> What you need to do
Write down each entry again, exactly as it reads.

> Records for processing
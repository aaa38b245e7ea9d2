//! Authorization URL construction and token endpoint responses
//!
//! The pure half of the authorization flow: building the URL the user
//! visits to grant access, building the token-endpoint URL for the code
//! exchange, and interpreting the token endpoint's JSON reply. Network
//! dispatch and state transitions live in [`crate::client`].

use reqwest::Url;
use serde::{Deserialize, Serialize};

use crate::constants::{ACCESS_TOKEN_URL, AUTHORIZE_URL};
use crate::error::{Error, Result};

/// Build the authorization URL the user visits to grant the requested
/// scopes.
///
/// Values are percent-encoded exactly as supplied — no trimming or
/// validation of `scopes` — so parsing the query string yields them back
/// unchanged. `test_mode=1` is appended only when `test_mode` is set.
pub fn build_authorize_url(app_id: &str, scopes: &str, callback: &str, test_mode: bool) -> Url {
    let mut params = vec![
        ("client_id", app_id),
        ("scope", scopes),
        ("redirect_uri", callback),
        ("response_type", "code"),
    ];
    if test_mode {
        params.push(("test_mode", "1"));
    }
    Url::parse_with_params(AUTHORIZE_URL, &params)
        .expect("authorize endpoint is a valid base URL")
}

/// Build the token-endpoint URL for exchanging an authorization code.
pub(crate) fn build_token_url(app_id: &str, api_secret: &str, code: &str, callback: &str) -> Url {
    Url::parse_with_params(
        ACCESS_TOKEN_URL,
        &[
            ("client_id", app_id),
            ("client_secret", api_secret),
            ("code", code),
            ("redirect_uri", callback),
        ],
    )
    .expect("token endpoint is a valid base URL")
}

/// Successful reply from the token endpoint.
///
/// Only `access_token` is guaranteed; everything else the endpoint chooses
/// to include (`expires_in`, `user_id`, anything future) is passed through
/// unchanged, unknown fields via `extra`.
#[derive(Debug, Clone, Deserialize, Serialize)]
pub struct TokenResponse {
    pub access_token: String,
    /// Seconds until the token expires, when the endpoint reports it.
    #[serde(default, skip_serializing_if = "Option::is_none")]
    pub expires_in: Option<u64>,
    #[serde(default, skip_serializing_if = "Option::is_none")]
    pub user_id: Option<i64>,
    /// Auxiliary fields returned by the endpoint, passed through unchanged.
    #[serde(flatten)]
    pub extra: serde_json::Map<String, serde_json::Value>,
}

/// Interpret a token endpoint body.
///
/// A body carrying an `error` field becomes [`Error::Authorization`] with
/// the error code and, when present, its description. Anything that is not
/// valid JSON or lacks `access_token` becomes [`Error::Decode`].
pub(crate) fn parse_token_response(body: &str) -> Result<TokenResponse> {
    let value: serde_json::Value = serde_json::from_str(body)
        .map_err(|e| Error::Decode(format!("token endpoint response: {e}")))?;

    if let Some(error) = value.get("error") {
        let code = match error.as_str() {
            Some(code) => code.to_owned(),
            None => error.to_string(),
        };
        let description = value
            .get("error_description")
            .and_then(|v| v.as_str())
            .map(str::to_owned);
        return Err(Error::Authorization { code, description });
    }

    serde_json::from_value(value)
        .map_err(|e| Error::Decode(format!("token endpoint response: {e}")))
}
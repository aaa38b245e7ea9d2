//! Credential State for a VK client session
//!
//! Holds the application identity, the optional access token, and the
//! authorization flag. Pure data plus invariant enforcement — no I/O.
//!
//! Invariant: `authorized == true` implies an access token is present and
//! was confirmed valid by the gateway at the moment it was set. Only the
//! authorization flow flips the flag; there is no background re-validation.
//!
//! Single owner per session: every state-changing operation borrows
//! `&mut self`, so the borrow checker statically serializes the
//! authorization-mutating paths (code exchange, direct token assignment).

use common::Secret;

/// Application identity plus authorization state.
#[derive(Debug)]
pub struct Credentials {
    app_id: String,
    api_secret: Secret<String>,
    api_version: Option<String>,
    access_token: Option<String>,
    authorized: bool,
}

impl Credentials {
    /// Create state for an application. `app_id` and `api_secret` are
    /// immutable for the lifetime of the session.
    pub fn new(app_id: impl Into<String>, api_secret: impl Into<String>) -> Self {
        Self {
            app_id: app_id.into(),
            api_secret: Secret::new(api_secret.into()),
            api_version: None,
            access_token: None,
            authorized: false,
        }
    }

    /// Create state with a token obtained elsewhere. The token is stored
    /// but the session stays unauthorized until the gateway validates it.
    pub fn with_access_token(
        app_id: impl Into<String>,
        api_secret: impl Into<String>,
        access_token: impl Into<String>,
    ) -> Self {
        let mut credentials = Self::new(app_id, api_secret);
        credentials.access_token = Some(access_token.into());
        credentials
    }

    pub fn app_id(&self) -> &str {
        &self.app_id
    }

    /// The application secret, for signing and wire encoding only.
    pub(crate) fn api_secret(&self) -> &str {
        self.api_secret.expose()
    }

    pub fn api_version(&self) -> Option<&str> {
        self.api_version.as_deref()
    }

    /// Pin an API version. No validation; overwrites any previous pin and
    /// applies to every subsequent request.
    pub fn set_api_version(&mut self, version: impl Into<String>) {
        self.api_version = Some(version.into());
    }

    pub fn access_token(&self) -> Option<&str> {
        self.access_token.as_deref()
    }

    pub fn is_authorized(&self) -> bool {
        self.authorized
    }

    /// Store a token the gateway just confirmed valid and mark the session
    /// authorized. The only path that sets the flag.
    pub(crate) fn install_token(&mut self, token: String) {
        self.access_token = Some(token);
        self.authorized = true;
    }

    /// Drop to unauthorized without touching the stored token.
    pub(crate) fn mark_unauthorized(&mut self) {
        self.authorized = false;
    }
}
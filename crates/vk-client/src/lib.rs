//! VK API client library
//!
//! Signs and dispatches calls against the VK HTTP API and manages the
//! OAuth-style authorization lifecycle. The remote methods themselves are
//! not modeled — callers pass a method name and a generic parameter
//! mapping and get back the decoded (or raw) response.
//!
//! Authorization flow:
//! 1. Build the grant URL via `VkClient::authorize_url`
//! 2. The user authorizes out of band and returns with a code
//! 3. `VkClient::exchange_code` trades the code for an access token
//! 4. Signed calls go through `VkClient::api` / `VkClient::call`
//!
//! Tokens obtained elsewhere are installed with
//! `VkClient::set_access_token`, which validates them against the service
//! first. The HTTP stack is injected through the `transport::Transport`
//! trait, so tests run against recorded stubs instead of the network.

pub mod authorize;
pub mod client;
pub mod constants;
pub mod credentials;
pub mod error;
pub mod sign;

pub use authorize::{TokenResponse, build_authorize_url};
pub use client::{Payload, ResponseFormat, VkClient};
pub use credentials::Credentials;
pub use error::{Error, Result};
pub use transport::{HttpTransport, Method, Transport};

> Your response
repository aaa38b245e7ea9d2
//! Authorization URL construction and token endpoint responses
//!
//! The pure half of the authorization flow: building the URL the user
//! visits to grant access, building the token-endpoint URL for the code
//! exchange, and interpreting the token endpoint's JSON reply. Network
//! dispatch and state transitions live in [`crate::client`].

use reqwest::Url;
use serde::{Deserialize, Serialize};

use crate::constants::{ACCESS_TOKEN_URL, AUTHORIZE_URL};
use crate::error::{Error, Result};

/// Build the authorization URL the user visits to grant the requested
/// scopes.
///
/// Values are percent-encoded exactly as supplied — no trimming or
/// validation of `scopes` — so parsing the query string yields them back
/// unchanged. `test_mode=1` is appended only when `test_mode` is set.
pub fn build_authorize_url(app_id: &str, scopes: &str, callback: &str, test_mode: bool) -> Url {
    let mut params = vec![
        ("client_id", app_id),
        ("scope", scopes),
        ("redirect_uri", callback),
        ("response_type", "code"),
    ];
    if test_mode {
        params.push(("test_mode", "1"));
    }
    Url::parse_with_params(AUTHORIZE_URL, &params)
        .expect("authorize endpoint is a valid base URL")
}

/// Build the token-endpoint URL for exchanging an authorization code.
pub(crate) fn build_token_url(app_id: &str, api_secret: &str, code: &str, callback: &str) -> Url {
    Url::parse_with_params(
        ACCESS_TOKEN_URL,
        &[
            ("client_id", app_id),
            ("client_secret", api_secret),
            ("code", code),
            ("redirect_uri", callback),
        ],
    )
    .expect("token endpoint is a valid base URL")
}

/// Successful reply from the token endpoint.
///
/// Only `access_token` is guaranteed; everything else the endpoint chooses
/// to include (`expires_in`, `user_id`, anything future) is passed through
/// unchanged, unknown fields via `extra`.
#[derive(Debug, Clone, Deserialize, Serialize)]
pub struct TokenResponse {
    pub access_token: String,
    /// Seconds until the token expires, when the endpoint reports it.
    #[serde(default, skip_serializing_if = "Option::is_none")]
    pub expires_in: Option<u64>,
    #[serde(default, skip_serializing_if = "Option::is_none")]
    pub user_id: Option<i64>,
    /// Auxiliary fields returned by the endpoint, passed through unchanged.
    #[serde(flatten)]
    pub extra: serde_json::Map<String, serde_json::Value>,
}

/// Interpret a token endpoint body.
///
/// A body carrying an `error` field becomes [`Error::Authorization`] with
/// the error code and, when present, its description. Anything that is not
/// valid JSON or lacks `access_token` becomes [`Error::Decode`].
pub(crate) fn parse_token_response(body: &str) -> Result<TokenResponse> {
    let value: serde_json::Value = serde_json::from_str(body)
        .map_err(|e| Error::Decode(format!("token endpoint response: {e}")))?;

    if let Some(error) = value.get("error") {
        let code = match error.as_str() {
            Some(code) => code.to_owned(),
            None => error.to_string(),
        };
        let description = value
            .get("error_description")
            .and_then(|v| v.as_str())
            .map(str::to_owned);
        return Err(Error::Authorization { code, description });
    }

    serde_json::from_value(value)
        .map_err(|e| Error::Decode(format!("token endpoint response: {e}")))
}
repository aaa38b245e7ea9d2
//! Credential State for a VK client session
//!
//! Holds the application identity, the optional access token, and the
//! authorization flag. Pure data plus invariant enforcement — no I/O.
//!
//! Invariant: `authorized == true` implies an access token is present and
//! was confirmed valid by the gateway at the moment it was set. Only the
//! authorization flow flips the flag; there is no background re-validation.
//!
//! Single owner per session: every state-changing operation borrows
//! `&mut self`, so the borrow checker statically serializes the
//! authorization-mutating paths (code exchange, direct token assignment).

use common::Secret;

/// Application identity plus authorization state.
#[derive(Debug)]
pub struct Credentials {
    app_id: String,
    api_secret: Secret<String>,
    api_version: Option<String>,
    access_token: Option<String>,
    authorized: bool,
}

impl Credentials {
    /// Create state for an application. `app_id` and `api_secret` are
    /// immutable for the lifetime of the session.
    pub fn new(app_id: impl Into<String>, api_secret: impl Into<String>) -> Self {
        Self {
            app_id: app_id.into(),
            api_secret: Secret::new(api_secret.into()),
            api_version: None,
            access_token: None,
            authorized: false,
        }
    }

    /// Create state with a token obtained elsewhere. The token is stored
    /// but the session stays unauthorized until the gateway validates it.
    pub fn with_access_token(
        app_id: impl Into<String>,
        api_secret: impl Into<String>,
        access_token: impl Into<String>,
    ) -> Self {
        let mut credentials = Self::new(app_id, api_secret);
        credentials.access_token = Some(access_token.into());
        credentials
    }

    pub fn app_id(&self) -> &str {
        &self.app_id
    }

    /// The application secret, for signing and wire encoding only.
    pub(crate) fn api_secret(&self) -> &str {
        self.api_secret.expose()
    }

    pub fn api_version(&self) -> Option<&str> {
        self.api_version.as_deref()
    }

    /// Pin an API version. No validation; overwrites any previous pin and
    /// applies to every subsequent request.
    pub fn set_api_version(&mut self, version: impl Into<String>) {
        self.api_version = Some(version.into());
    }

    pub fn access_token(&self) -> Option<&str> {
        self.access_token.as_deref()
    }

    pub fn is_authorized(&self) -> bool {
        self.authorized
    }

    /// Store a token the gateway just confirmed valid and mark the session
    /// authorized. The only path that sets the flag.
    pub(crate) fn install_token(&mut self, token: String) {
        self.access_token = Some(token);
        self.authorized = true;
    }

    /// Drop to unauthorized without touching the stored token.
    pub(crate) fn mark_unauthorized(&mut self) {
        self.authorized = false;
    }
}
filename crates/vk-client/src/lib.rs
//! VK API client library
//!
//! Signs and dispatches calls against the VK HTTP API and manages the
//! OAuth-style authorization lifecycle. The remote methods themselves are
//! not modeled — callers pass a method name and a generic parameter
//! mapping and get back the decoded (or raw) response.
//!
//! Authorization flow:
//! 1. Build the grant URL via `VkClient::authorize_url`
//! 2. The user authorizes out of band and returns with a code
//! 3. `VkClient::exchange_code` trades the code for an access token
//! 4. Signed calls go through `VkClient::api` / `VkClient::call`
//!
//! Tokens obtained elsewhere are installed with
//! `VkClient::set_access_token`, which validates them against the service
//! first. The HTTP stack is injected through the `transport::Transport`
//! trait, so tests run against recorded stubs instead of the network.

pub mod authorize;
pub mod client;
pub mod constants;
pub mod credentials;
pub mod error;
pub mod sign;

pub use authorize::{TokenResponse, build_authorize_url};
pub use client::{Payload, ResponseFormat, VkClient};
pub use credentials::Credentials;
pub use error::{Error, Result};
pub use transport::{HttpTransport, Method, Transport};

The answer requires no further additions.